東京都水道局は、日本で最も多い約1363万人に水道を供給する。23 区と26市町に広がる水道管の全長は約2万7000㎞で地球全周の約7割にも達する。主な水源は東側を流れる利根川・荒川水系と西側を流れる多摩川。2017 年には災害時に水道復旧に駆けつける常設の応援部隊、東京水道災害救援隊を設立した。

10年ぶりの震度5強

10 月7日22時41分、千葉県北西部を震源とするM5.9の地震が発生し、東京都内でも10年ぶりに震度5強の揺れを観測した。千葉県市原市では養老川に架かる水道橋で水道管が破損し、水が噴き出した。東京都では足立区や葛飾区、世田谷区など22カ所で空気弁からの漏水が発生。水道管と水道メーターとの継ぎ目からの漏水も1カ所で確認された。あふれ出る水につかりながら作業する職員の姿が大きく報道された。

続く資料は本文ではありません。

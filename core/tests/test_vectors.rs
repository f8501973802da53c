//! Verify request assembly and envelope normalization against the JSON test
//! vectors in `test-vectors/`.
//!
//! Each vector describes a request, the request the transport should see, a
//! simulated response (or fault), and the expected envelope. Comparing parsed
//! JSON (not raw strings) avoids false negatives from field ordering.

use std::sync::Mutex;

use async_trait::async_trait;
use request_core::{
    build_request, Headers, HttpMethod, HttpRequest, Request, RequestClient, Transport,
    TransportError, TransportResponse,
};
use serde_json::Value;

/// Replays one simulated response and records the request it was given.
struct ScriptedTransport {
    reply: Result<ScriptedResponse, TransportError>,
    sent: Mutex<Vec<HttpRequest>>,
}

#[derive(Clone)]
struct ScriptedResponse {
    status: u16,
    headers: Headers,
    body: Result<String, TransportError>,
}

#[async_trait]
impl TransportResponse for ScriptedResponse {
    fn status(&self) -> u16 {
        self.status
    }

    fn headers(&self) -> &Headers {
        &self.headers
    }

    async fn text(self) -> Result<String, TransportError> {
        self.body
    }
}

#[async_trait]
impl Transport for ScriptedTransport {
    type Response = ScriptedResponse;

    async fn send(&self, request: HttpRequest) -> Result<ScriptedResponse, TransportError> {
        self.sent.lock().unwrap().push(request);
        self.reply.clone()
    }
}

fn header_pairs(value: &Value) -> Headers {
    value
        .as_array()
        .unwrap()
        .iter()
        .map(|pair| {
            let pair = pair.as_array().unwrap();
            (pair[0].as_str().unwrap(), pair[1].as_str().unwrap())
        })
        .collect()
}

/// Build a fault of the kind named in a vector. Defaults to a connection
/// failure when no kind is given.
fn fault(kind: Option<&Value>, message: &Value) -> TransportError {
    let message = message.as_str().unwrap().to_string();
    match kind.and_then(Value::as_str).unwrap_or("connection") {
        "connection" => TransportError::Connection(message),
        "invalid_request" => TransportError::InvalidRequest(message),
        "body" => TransportError::Body(message),
        "decode" => TransportError::Decode(message),
        "other" => TransportError::Other(message),
        other => panic!("unknown fault kind: {other}"),
    }
}

fn scripted(case: &Value) -> ScriptedTransport {
    let reply = match case.get("simulated_fault") {
        Some(message) => Err(fault(case.get("simulated_fault_kind"), message)),
        None => {
            let sim = &case["simulated_response"];
            let body = match sim.get("body_fault") {
                Some(message) => Err(fault(sim.get("body_fault_kind"), message)),
                None => Ok(sim["body"].as_str().unwrap().to_string()),
            };
            Ok(ScriptedResponse {
                status: sim["status"].as_u64().unwrap() as u16,
                headers: header_pairs(&sim["headers"]),
                body,
            })
        }
    };
    ScriptedTransport {
        reply,
        sent: Mutex::new(Vec::new()),
    }
}

fn assert_request(name: &str, req: &HttpRequest, expected: &Value) {
    let method: HttpMethod = expected["method"].as_str().unwrap().parse().unwrap();
    assert_eq!(req.method, method, "{name}: method");
    assert_eq!(req.url, expected["url"].as_str().unwrap(), "{name}: url");
    assert_eq!(req.headers, header_pairs(&expected["headers"]), "{name}: headers");

    let body = req
        .body
        .as_deref()
        .map(|b| serde_json::from_str::<Value>(b).unwrap())
        .unwrap_or(Value::Null);
    assert_eq!(body, expected["body"], "{name}: body");
}

fn load_cases() -> Vec<Value> {
    let raw = include_str!("../../test-vectors/execute.json");
    let vectors: Value = serde_json::from_str(raw).unwrap();
    vectors["cases"].as_array().unwrap().clone()
}

#[tokio::test]
async fn execute_test_vectors() {
    for case in load_cases() {
        let name = case["name"].as_str().unwrap();
        let request: Request = serde_json::from_value(case["request"].clone()).unwrap();

        // Verify build
        assert_request(name, &build_request(&request), &case["expected_request"]);

        // Verify exchange
        let client = RequestClient::new(scripted(&case));
        let envelope = client.execute(&request).await;
        assert_eq!(
            serde_json::to_value(&envelope).unwrap(),
            case["expected_envelope"],
            "{name}: envelope"
        );

        let sent = client.transport().sent.lock().unwrap();
        assert_eq!(sent.len(), 1, "{name}: exactly one exchange");
        assert_request(name, &sent[0], &case["expected_request"]);
    }
}

#[tokio::test]
async fn identical_requests_yield_identical_envelopes() {
    for case in load_cases() {
        let name = case["name"].as_str().unwrap();
        let request: Request = serde_json::from_value(case["request"].clone()).unwrap();
        let client = RequestClient::new(scripted(&case));

        let first = client.execute(&request).await;
        let second = client.execute(&request).await;
        assert_eq!(first, second, "{name}");
    }
}

/// A non-2xx status never escapes as anything but an envelope carrying the
/// real status; there is no path that returns a bare, unwrapped value.
#[tokio::test]
async fn every_outcome_has_envelope_shape() {
    for case in load_cases() {
        let name = case["name"].as_str().unwrap();
        let request: Request = serde_json::from_value(case["request"].clone()).unwrap();
        let envelope = RequestClient::new(scripted(&case)).execute(&request).await;

        let json = serde_json::to_value(&envelope).unwrap();
        let keys: Vec<_> = json.as_object().unwrap().keys().cloned().collect();
        assert_eq!(keys.len(), 4, "{name}");
        for key in ["ok", "body", "status", "headers"] {
            assert!(json.get(key).is_some(), "{name}: {key}");
        }
        assert_eq!(envelope.ok, (200..300).contains(&envelope.status), "{name}");
    }
}
//! Parser for catalog data files.
//!
//! A data directory holds two JSON arrays:
//! - courses.json: `[Course, ...]`
//! - teachers.json: `[Teacher, ...]` (optional)

use crate::error::{CatalogError, Result};
use crate::types::*;
use serde::de::DeserializeOwned;
use std::fs;
use std::path::Path;

fn read_file(path: &Path) -> Result<String> {
    if !path.exists() {
        return Err(CatalogError::FileNotFound {
            path: path.display().to_string(),
        });
    }
    Ok(fs::read_to_string(path)?)
}

fn parse_json<T: DeserializeOwned>(file: &str, content: &str) -> Result<Vec<T>> {
    serde_json::from_str(content).map_err(|e| CatalogError::ParseError {
        file: file.to_string(),
        reason: e.to_string(),
    })
}

/// Parse a JSON array of courses
pub fn parse_courses_str(content: &str) -> Result<Vec<Course>> {
    parse_json("courses.json", content)
}

/// Parse a JSON array of teachers
pub fn parse_teachers_str(content: &str) -> Result<Vec<Teacher>> {
    parse_json("teachers.json", content)
}

pub fn parse_courses(path: &Path) -> Result<Vec<Course>> {
    let content = read_file(path)?;
    parse_courses_str(&content)
}

/// Parse teachers.json; a missing file is an empty directory, not an error
pub fn parse_teachers(path: &Path) -> Result<Vec<Teacher>> {
    if !path.exists() {
        tracing::debug!("No teachers file at {}, continuing without teachers", path.display());
        return Ok(Vec::new());
    }
    let content = read_file(path)?;
    parse_teachers_str(&content)
}
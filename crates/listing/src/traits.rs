//! Core traits for the filter engine.
//!
//! A [`Predicate`] decides whether one item satisfies one filter criterion.
//! The engine never looks inside items; everything domain-specific lives in
//! the predicates a caller registers in a [`PredicateSet`](crate::PredicateSet).

/// Matching function for a single filter dimension.
///
/// `T` is the record type being listed, `C` the criterion for the dimension
/// (`str` for search/category/level, `[String]` for tags,
/// [`FilterValue`](crate::FilterValue) for custom filters).
///
/// ## Design Note
/// - `Send + Sync` so a predicate set can be shared behind `Arc` by several views
/// - Predicates must be pure: same item and criterion, same answer
pub trait Predicate<T, C: ?Sized>: Send + Sync {
    /// Returns the name of this predicate (for logging/debugging)
    fn name(&self) -> &str;

    /// Whether `item` satisfies `criterion`
    fn matches(&self, item: &T, criterion: &C) -> bool;
}

/// Adapter turning a closure into a named [`Predicate`].
pub struct FnPredicate<F> {
    name: String,
    f: F,
}

impl<T, C, F> Predicate<T, C> for FnPredicate<F>
where
    C: ?Sized,
    F: Fn(&T, &C) -> bool + Send + Sync,
{
    fn name(&self) -> &str {
        &self.name
    }

    fn matches(&self, item: &T, criterion: &C) -> bool {
        (self.f)(item, criterion)
    }
}

/// Wrap a closure as a predicate.
///
/// ```ignore
/// let by_title = predicate_fn("title", |course: &Course, term: &str| {
///     course.title.to_lowercase().contains(&term.to_lowercase())
/// });
/// ```
pub fn predicate_fn<T, C, F>(name: impl Into<String>, f: F) -> FnPredicate<F>
where
    C: ?Sized,
    F: Fn(&T, &C) -> bool + Send + Sync,
{
    FnPredicate {
        name: name.into(),
        f,
    }
}
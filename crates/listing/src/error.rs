//! Error types for the listing crate.
//!
//! Filtering and paging never fail; only building them from configuration can.

use thiserror::Error;

#[derive(Error, Debug)]
pub enum ListingError {
    /// A page must hold at least one item
    #[error("items_per_page must be greater than zero")]
    InvalidPageSize,

    /// A pager control must show at least one page number
    #[error("max_visible_pages must be greater than zero")]
    InvalidMaxVisible,

    /// The configuration file could not be read or parsed
    #[error("Invalid listing configuration: {0}")]
    Config(String),

    #[error("I/O error: {0}")]
    IoError(#[from] std::io::Error),
}

pub type Result<T> = std::result::Result<T, ListingError>;
//! Classify a stored media reference into something renderable.

use crate::image::is_image_url;
use crate::video::{extract_video_id, thumbnail_url, ThumbnailQuality, VideoId};
use serde::Serialize;

/// What a media slot should render.
#[derive(Debug, Clone, PartialEq, Eq, Serialize)]
#[serde(tag = "kind", rename_all = "snake_case")]
pub enum MediaReference {
    /// Render this URL directly
    Image { url: String },
    /// Thumbnail derived from a recognized video
    VideoThumbnail { url: String, video_id: VideoId },
    /// Nothing usable; render the default artwork
    Placeholder,
}

impl MediaReference {
    /// URL to load, `None` for a placeholder
    pub fn url(&self) -> Option<&str> {
        match self {
            MediaReference::Image { url } | MediaReference::VideoThumbnail { url, .. } => {
                Some(url)
            }
            MediaReference::Placeholder => None,
        }
    }

    pub fn video_id(&self) -> Option<&VideoId> {
        match self {
            MediaReference::VideoThumbnail { video_id, .. } => Some(video_id),
            _ => None,
        }
    }

    pub fn is_placeholder(&self) -> bool {
        matches!(self, MediaReference::Placeholder)
    }
}

#[derive(Debug, Clone, Copy, PartialEq, Eq, Default)]
pub struct ClassifyOptions {
    /// Skip recognition and return a placeholder (the resolved URL already
    /// failed to load)
    pub force_placeholder: bool,
    pub thumbnail_quality: ThumbnailQuality,
}

/// Classify with default options.
///
/// ## Algorithm
/// First match wins:
/// 1. missing or blank input -> `Placeholder`
/// 2. recognized video URL with a valid id -> `VideoThumbnail`
/// 3. image extension or inline image payload -> `Image`
/// 4. anything else -> `Placeholder`
pub fn classify(url: Option<&str>) -> MediaReference {
    classify_with(url, ClassifyOptions::default())
}

pub fn classify_with(url: Option<&str>, options: ClassifyOptions) -> MediaReference {
    if options.force_placeholder {
        return MediaReference::Placeholder;
    }

    let Some(url) = url.map(str::trim).filter(|u| !u.is_empty()) else {
        return MediaReference::Placeholder;
    };

    if let Some(video_id) = extract_video_id(url) {
        return MediaReference::VideoThumbnail {
            url: thumbnail_url(&video_id, options.thumbnail_quality),
            video_id,
        };
    }

    if is_image_url(url) {
        return MediaReference::Image {
            url: url.to_string(),
        };
    }

    MediaReference::Placeholder
}

#[cfg(test)]
mod tests {
    use super::*;

    #[test]
    fn test_watch_url() {
        let reference = classify(Some("https://www.youtube.com/watch?v=dQw4w9WgXcQ"));
        let id = reference.video_id().unwrap();
        assert_eq!(id.as_str(), "dQw4w9WgXcQ");
        assert!(reference.url().unwrap().contains("dQw4w9WgXcQ"));
    }

    #[test]
    fn test_short_url_same_id() {
        let long = classify(Some("https://www.youtube.com/watch?v=dQw4w9WgXcQ"));
        let short = classify(Some("https://youtu.be/dQw4w9WgXcQ"));
        assert_eq!(long, short);
    }

    #[test]
    fn test_amp_v_query_is_a_video() {
        for url in [
            "https://www.youtube.com/attribution_link?a=abc&v=dQw4w9WgXcQ",
            "https://www.youtube.com/playlist?list=PL1&v=dQw4w9WgXcQ",
        ] {
            let reference = classify(Some(url));
            assert_eq!(reference.video_id().map(|id| id.as_str()), Some("dQw4w9WgXcQ"), "{url}");
        }
    }

    #[test]
    fn test_image_url_unchanged() {
        assert_eq!(
            classify(Some("https://example.com/photo.png")),
            MediaReference::Image {
                url: "https://example.com/photo.png".to_string()
            }
        );
    }

    #[test]
    fn test_placeholders() {
        assert_eq!(classify(None), MediaReference::Placeholder);
        assert_eq!(classify(Some("")), MediaReference::Placeholder);
        assert_eq!(classify(Some("   ")), MediaReference::Placeholder);
        assert_eq!(classify(Some("not-a-url")), MediaReference::Placeholder);
        assert_eq!(
            classify(Some("https://example.com/lesson/42")),
            MediaReference::Placeholder
        );
    }

    #[test]
    fn test_bad_video_id_falls_through() {
        // Wrong id length and no image extension
        assert!(classify(Some("https://youtu.be/tooShort")).is_placeholder());
        // Wrong id length, but the path is an image
        assert_eq!(
            classify(Some("https://example.com/v/thumbnail.png")),
            MediaReference::Image {
                url: "https://example.com/v/thumbnail.png".to_string()
            }
        );
    }

    #[test]
    fn test_force_placeholder() {
        let options = ClassifyOptions {
            force_placeholder: true,
            ..Default::default()
        };
        assert!(classify_with(Some("https://youtu.be/dQw4w9WgXcQ"), options).is_placeholder());
        assert!(classify_with(Some("https://example.com/a.png"), options).is_placeholder());
    }

    #[test]
    fn test_thumbnail_quality_option() {
        let options = ClassifyOptions {
            thumbnail_quality: ThumbnailQuality::Medium,
            ..Default::default()
        };
        let reference = classify_with(Some("https://youtu.be/dQw4w9WgXcQ"), options);
        assert_eq!(
            reference.url(),
            Some("https://img.youtube.com/vi/dQw4w9WgXcQ/mqdefault.jpg")
        );
    }

    #[test]
    fn test_serialized_shape() {
        let json = serde_json::to_value(classify(Some("https://youtu.be/dQw4w9WgXcQ"))).unwrap();
        assert_eq!(json["kind"], "video_thumbnail");
        assert_eq!(json["video_id"], "dQw4w9WgXcQ");

        let json = serde_json::to_value(classify(None)).unwrap();
        assert_eq!(json["kind"], "placeholder");
    }
}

「職員が駆けつけ、翌日の6時頃までにすべての漏水はストップしました。原因は分析中です」と、東京都水道局給水部配水施設工事連絡調整担当課長の磨田行広氏は話す。

漏水が発生した空気弁とは、水道管内に溜まる空気を逃がしスムーズな水流を維持するための装置。通常、水が流れていると水圧でボールが上昇し、空気孔を押しつけて穴を塞いでいる。そこから水があふれた理由は、ボールがずれて開いた空気孔から水が漏れた可能性や、ボールを囲っているカップ自体がずれて隙間から水が漏れた可能性などが考えられるという。

 

被害のあった空気弁のうち、21カ所は翌日の午前2時頃までに作業を完了。空気弁に付随する補修弁を閉めることで漏水を止めた。午前6時頃に止水した1カ所は空気弁が深い位置に設置されていたため、補修弁ではなく水道管の弁を閉めて対応した。遠隔操作ができるのは一部の幹線に限られるため、すべての現地に職員が行き対応した。

一部の配水管を止めたが、断水は発生しなかった。「別の流路から水を供給できるバックアップ体制があるため、お客様への給水は止めていません。水の濁りも発生せず、水の供給ではご迷惑をかけずにすみました」と磨田氏は語る。

夜間や休日に漏水などに対応する職員は、23区内では6支所7拠点に7人ずつ配置されている。2人一組で作業にあたり、各拠点には連絡要員の1人と3チームが待機している体制だ。

10 月7日には、この21チームがすべて出動した。当日に別の場所で水道管の更新工事をしていた部隊も加わった。さらに連携している東京水道株式会社の職員も応援に駆け付けた。震度5弱以上では必要な職員が参集し、また震度6弱以上では全職員が参集する。一方、都庁では近隣で夜間、休日などに待機している管理職、災害対策用の職員住宅に住む職員などが初動要員として震度5弱で参集することになっている。